• [DIRECTIONS FOR THIS TASK]: Count every line in the data below that includes "last", and give only the result.

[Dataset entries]
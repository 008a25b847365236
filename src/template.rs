/*! JSON boilerplate template generation.

The template is the complete output document with every field value
replaced by a placeholder run sized to that field's width. The deposit
pass later overwrites exactly the placeholder bytes, so the template
fixes the shape of the output once and for all:

```text
[
    {
        "col A": __,
        "col B": ___
    },
    ...
]
```

The per-field byte counts of the boilerplate *around* each placeholder
are shared with the deposit-mask builder through [`padding`]; the two
must agree to the byte or deposited bits land on punctuation.
*/

use crate::{Error, Result};

/// The filler byte used for placeholder runs. Every placeholder bit is
/// overwritten by the deposit pass, so the choice only shows up when
/// dumping the raw template.
pub const PLACEHOLDER: u8 = b'_';

/// Boilerplate byte counts before and after the placeholder of field
/// `j` within its object: `(preceding, following)`.
///
/// The constant parts are `[\n` (2, document's first field only),
/// `    {\n` (6, first field of each object), `        "": ` (12 plus
/// the column name) and the `,\n` / `\n    }` continuations (2, or 8
/// for the last field of an object).
pub(crate) fn padding(columns: &[&str], j: usize, first_in_document: bool) -> (usize, usize) {
    let mut preceding = 12 + columns[j].len();
    let mut following = 2;
    if j == 0 {
        preceding += 6;
        if first_in_document {
            preceding += 2;
        }
    }
    if j == columns.len() - 1 {
        following += 6;
    }
    (preceding, following)
}

/// Build the template byte stream for the given field widths and
/// column names.
///
/// Requires the widths to fill a whole number of objects
/// (`widths.len() % columns.len() == 0`) and a non-empty column list,
/// else [`Error::InvalidInput`].
pub fn build_template(widths: &[usize], columns: &[&str]) -> Result<Vec<u8>> {
    let k = check_row_shape(widths, columns)?;
    let objects = widths.len() / k;
    let mut out = Vec::with_capacity(template_len(widths, columns));
    out.extend_from_slice(b"[\n");
    if objects == 0 {
        out.extend_from_slice(b"]");
        return Ok(out);
    }
    for (i, row) in widths.chunks(k).enumerate() {
        out.extend_from_slice(b"    {\n");
        for (j, &width) in row.iter().enumerate() {
            out.extend_from_slice(b"        \"");
            out.extend_from_slice(columns[j].as_bytes());
            out.extend_from_slice(b"\": ");
            out.resize(out.len() + width, PLACEHOLDER);
            if j + 1 < k {
                out.extend_from_slice(b",\n");
            }
        }
        out.extend_from_slice(b"\n    }");
        if i + 1 < objects {
            out.extend_from_slice(b",\n");
        } else {
            out.extend_from_slice(b"\n]");
        }
    }
    Ok(out)
}

/// Exact byte length of the template [`build_template`] would produce.
///
/// The sum of every field's preceding boilerplate, width and following
/// boilerplate: the document's first field accounts for the opening
/// `[\n`, and the last field's following bytes cover the closing `\n]`.
pub fn template_len(widths: &[usize], columns: &[&str]) -> usize {
    if widths.is_empty() {
        return 3; // [\n]
    }
    let k = columns.len().max(1);
    widths
        .iter()
        .enumerate()
        .map(|(i, &width)| {
            let (pre, post) = padding(columns, i % k, i == 0);
            pre + width + post
        })
        .sum()
}

pub(crate) fn check_row_shape(widths: &[usize], columns: &[&str]) -> Result<usize> {
    if columns.is_empty() {
        return Err(Error::InvalidInput("column list is empty".into()));
    }
    let k = columns.len();
    if widths.len() % k != 0 {
        return Err(Error::InvalidInput(format!(
            "{} fields cannot be packaged into objects of {} columns",
            widths.len(),
            k
        )));
    }
    Ok(k)
}

#[cfg(test)]
mod tests {
    use super::*;

    fn template_str(widths: &[usize], columns: &[&str]) -> Result<String> {
        Ok(String::from_utf8(build_template(widths, columns)?).unwrap())
    }

    #[test]
    fn single_field_object() -> Result<()> {
        assert_eq!(
            template_str(&[3], &["col1"])?,
            "[\n    {\n        \"col1\": ___\n    }\n]"
        );
        Ok(())
    }

    #[test]
    fn three_field_object() -> Result<()> {
        assert_eq!(
            template_str(&[2, 3, 4], &["col A", "col B", "col C"])?,
            "[\n    {\n        \"col A\": __,\n        \"col B\": ___,\n        \"col C\": ____\n    }\n]"
        );
        Ok(())
    }

    #[test]
    fn two_objects_are_comma_separated() -> Result<()> {
        assert_eq!(
            template_str(&[1, 0, 2, 1], &["a", "b"])?,
            "[\n    {\n        \"a\": _,\n        \"b\": \n    },\n    {\n        \"a\": __,\n        \"b\": _\n    }\n]"
        );
        Ok(())
    }

    #[test]
    fn zero_width_fields_leave_no_placeholder() -> Result<()> {
        let t = template_str(&[0], &["x"])?;
        assert_eq!(t, "[\n    {\n        \"x\": \n    }\n]");
        assert!(!t.contains('_'));
        Ok(())
    }

    #[test]
    fn multibyte_column_names_count_in_bytes() -> Result<()> {
        let t = build_template(&[1], &["나이"])?;
        // "나이" is six bytes of UTF-8.
        assert_eq!(t.len(), template_len(&[1], &["나이"]));
        assert_eq!(
            String::from_utf8(t).unwrap(),
            "[\n    {\n        \"나이\": _\n    }\n]"
        );
        Ok(())
    }

    #[test]
    fn template_len_matches_builder() -> Result<()> {
        for (widths, columns) in [
            (vec![3], vec!["col1"]),
            (vec![2, 3, 4], vec!["a", "bb", "ccc"]),
            (vec![0, 0, 0, 0], vec!["x", "y"]),
            (vec![5, 1, 0, 2, 7, 3], vec!["one", "two", "three"]),
        ] {
            let t = build_template(&widths, &columns)?;
            assert_eq!(t.len(), template_len(&widths, &columns), "{columns:?}");
            // Placeholder count equals the summed field widths.
            let placeholders = t.iter().filter(|&&b| b == PLACEHOLDER).count();
            assert_eq!(placeholders, widths.iter().sum::<usize>());
        }
        Ok(())
    }

    #[test]
    fn rejects_ragged_rows() {
        let err = build_template(&[1, 2, 3], &["a", "b"]).unwrap_err();
        assert!(matches!(err, Error::InvalidInput(_)), "got {err:?}");
    }

    #[test]
    fn rejects_empty_column_list() {
        let err = build_template(&[1], &[]).unwrap_err();
        assert!(matches!(err, Error::InvalidInput(_)), "got {err:?}");
    }
}
/*! Structural validation of the input document.

Runs before the width scan so that a malformed document fails with
[`MalformedRow`](crate::Error::MalformedRow) instead of tripping an
internal invariant three stages later. The row-shape check works on the
extracted *delimiter bytes*: PEXT of every basis plane with the
delimiter marker compacts the document down to just its delimiters,
and in a well-formed document those read as `k − 1` commas followed by
a newline, over and over.
*/

use crate::bitstream::{BasisBits, BitStream};
use crate::{Error, Result, pext_pdep, transpose};

/// Check that `pack_size` is a positive power of two.
pub fn check_pack_size(pack_size: usize) -> Result<()> {
    if !pack_size.is_power_of_two() {
        return Err(Error::InvalidArgument(format!(
            "pack size must be a positive power of two, got {pack_size}"
        )));
    }
    Ok(())
}

/// Check that the document forms complete `num_columns`-field rows.
///
/// * The document must be non-empty and end with `\n`.
/// * The delimiter count must be a non-zero multiple of `num_columns`.
/// * Walking the extracted delimiters in order, every `num_columns`-th
///   one must be `\n` and all others `,`.
pub fn validate_document(
    csv: &[u8],
    basis: &BasisBits,
    delimiters: &BitStream,
    num_columns: usize,
) -> Result<()> {
    if csv.last() != Some(&b'\n') {
        return Err(Error::MalformedRow(
            "document does not end with a newline".into(),
        ));
    }
    let count = delimiters.popcount();
    if count == 0 || count % num_columns != 0 {
        return Err(Error::MalformedRow(format!(
            "{count} delimiters cannot form rows of {num_columns} fields"
        )));
    }

    let mut extracted = BasisBits::new();
    for k in 0..8 {
        extracted[k] = pext_pdep::apply_pext(&basis[k], delimiters);
    }
    let delim_bytes = transpose::recompose(&extracted, count);
    for (i, &b) in delim_bytes.iter().enumerate() {
        let row = i / num_columns + 1;
        let ends_row = (i + 1) % num_columns == 0;
        if ends_row && b != b'\n' {
            return Err(Error::MalformedRow(format!(
                "row {row} has more than {num_columns} fields"
            )));
        }
        if !ends_row && b != b',' {
            return Err(Error::MalformedRow(format!(
                "row {row} ends after {} of {num_columns} fields",
                (i % num_columns) + 1
            )));
        }
    }
    Ok(())
}
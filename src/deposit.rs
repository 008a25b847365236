/*! PDEP mask generation.

The deposit mask carries one run of set bits per field, positioned
exactly where the template's placeholder bytes sit. It is built with a
cursor walk over the same boilerplate table the template builder uses:
skip the preceding boilerplate, emit `width` ones, skip the following
boilerplate, repeat. Keeping the two builders on one table is what
guarantees deposited bits land on placeholders and nothing else.
*/

use crate::bitstream::BitStream;
use crate::{Result, template};

/// Build the deposit mask for the given field widths and column names.
///
/// The mask's set-bit count always equals the summed field widths.
/// Same shape requirements as
/// [`build_template`](template::build_template).
pub fn build_deposit_mask(widths: &[usize], columns: &[&str]) -> Result<BitStream> {
    let k = template::check_row_shape(widths, columns)?;
    let mut mask = BitStream::with_len(template::template_len(widths, columns));
    let mut cursor = 0;
    for (i, &width) in widths.iter().enumerate() {
        let (preceding, following) = template::padding(columns, i % k, i == 0);
        cursor += preceding;
        mask.set_run(cursor, width);
        cursor += width + following;
    }
    Ok(mask)
}
/*! Character-class marker stream construction.

A marker stream has one bit per document *byte*; a character whose
UTF-8 encoding spans several bytes marks (or clears) all of them, so
downstream bit arithmetic keeps working on non-ASCII documents. The
pipeline builds two classes over the delimiter set `{',', '\n'}`: the
delimiter marker itself, and its inversion marking field content.
*/

use crate::bitstream::BitStream;
use crate::{Error, Result};

/// The CSV delimiter class used by the transducer pipeline.
pub const DELIMITERS: &[char] = &[',', '\n'];

/// Build a marker stream for `charset` over `bytes`.
///
/// For each Unicode scalar whose UTF-8 encoding occupies `n` bytes at
/// position `p`, bits `p..p+n` are set iff membership in `charset`,
/// XORed with `invert`, holds. Fails with [`Error::InvalidInput`] if
/// `bytes` is not valid UTF-8.
pub fn create_marker(bytes: &[u8], charset: &[char], invert: bool) -> Result<BitStream> {
    let text = std::str::from_utf8(bytes)
        .map_err(|e| Error::InvalidInput(format!("document is not valid UTF-8: {e}")))?;
    let mut marker = BitStream::with_len(bytes.len());
    for (p, ch) in text.char_indices() {
        if charset.contains(&ch) != invert {
            marker.set_run(p, ch.len_utf8());
        }
    }
    Ok(marker)
}
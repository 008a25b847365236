#![warn(missing_docs)]
/*! Parallel-bitstream CSV to JSON transducer.

This crate transduces a CSV document into a pretty-printed JSON array of
objects without running a byte-at-a-time state machine. Instead, in the
style of [Parabix][parabix], the document is transposed into eight
parallel bit streams and the whole transformation is expressed as bitwise
operations over those streams: character-class marker construction,
pack-wise scanning, parallel extract (PEXT) and parallel deposit (PDEP).
On real hardware each of these maps onto SIMD instructions; here they run
over growable `u64` pack vectors, so the crate is an algorithmic model
rather than a performance play.

# Architecture overview

Input flows through a fixed pipeline of stages, each consuming bit
streams produced earlier:

```text
      [ CSV bytes ]
           ↓
     [ Transpose ]            8 basis bit streams
           ↓
   [ ClassCompiler ]          delimiter / field marker streams
           ↓
    [ PackIndexer ]           one bit per non-empty pack
           ↓
 [ FieldWidthScanner ]        width in bytes of every field
        ↓       ↓
[ TemplateBuilder ] [ DepositMaskBuilder ]
        ↓       ↓
  [ PextPdepEngine ]          extract field bits, deposit into template
           ↓
     [ JSON bytes ]
```

A [`Validator`](validate) sits before the scanner and rejects documents
that do not form complete rows. All stages run to completion one after
the other; the only parallelism is the engine fanning the eight
independent basis planes out over a rayon pool.

# Example

```
use parabit::transduce;

let json = transduce(64, &["city", "population"], b"oslo,700000\n")?;
assert_eq!(
    String::from_utf8(json).unwrap(),
    "[\n    {\n        \"city\": oslo,\n        \"population\": 700000\n    }\n]",
);
# Ok::<(), parabit::Error>(())
```

Note that field values are deposited into the output verbatim, without
quoting or escaping; producing strictly valid JSON for arbitrary field
contents would take an extra escaping pass. Numeric fields come out as
valid JSON, arbitrary text may not.

[parabix]: https://parabix.costar.sfu.ca/
 */

pub mod bitstream;
pub mod charclass;
pub mod deposit;
pub mod field_width;
pub mod pack_index;
pub mod pext_pdep;
pub mod target;
pub mod template;
pub mod transducer;
pub mod transpose;
pub mod validate;

pub use bitstream::{BasisBits, BitStream};
pub use target::Target;
pub use transducer::{transduce, transduce_to};

/// Crate error type. All errors are fatal to the current transduction;
/// nothing is retried.
#[derive(Debug, thiserror::Error)]
pub enum Error {
    /// A caller-supplied parameter is out of range, e.g. a pack size
    /// that is not a positive power of two.
    #[error("invalid argument: {0}")]
    InvalidArgument(String),

    /// The document or column list cannot be interpreted at all, e.g.
    /// invalid UTF-8 or an empty column list.
    #[error("invalid input: {0}")]
    InvalidInput(String),

    /// The document does not form complete rows: missing terminal
    /// newline, field count not matching the column count, or a stray
    /// delimiter pattern.
    #[error("malformed row: {0}")]
    MalformedRow(String),

    /// The requested output format is recognised but not implemented.
    #[error("unsupported target format: {0}")]
    UnsupportedTarget(Target),

    /// An inter-stage invariant was violated. This is a bug in an
    /// upstream stage, not a problem with the input.
    #[error("internal invariant violated: {0}")]
    Internal(String),

    /// I/O failure in a collaborator (file read/write in the CLI).
    #[error("I/O error: {0}")]
    Io(#[from] std::io::Error),
}

/// Result alias used throughout the crate.
pub type Result<T, E = Error> = std::result::Result<T, E>;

• [SOLUTION FOR THIS PROBLEM]: 3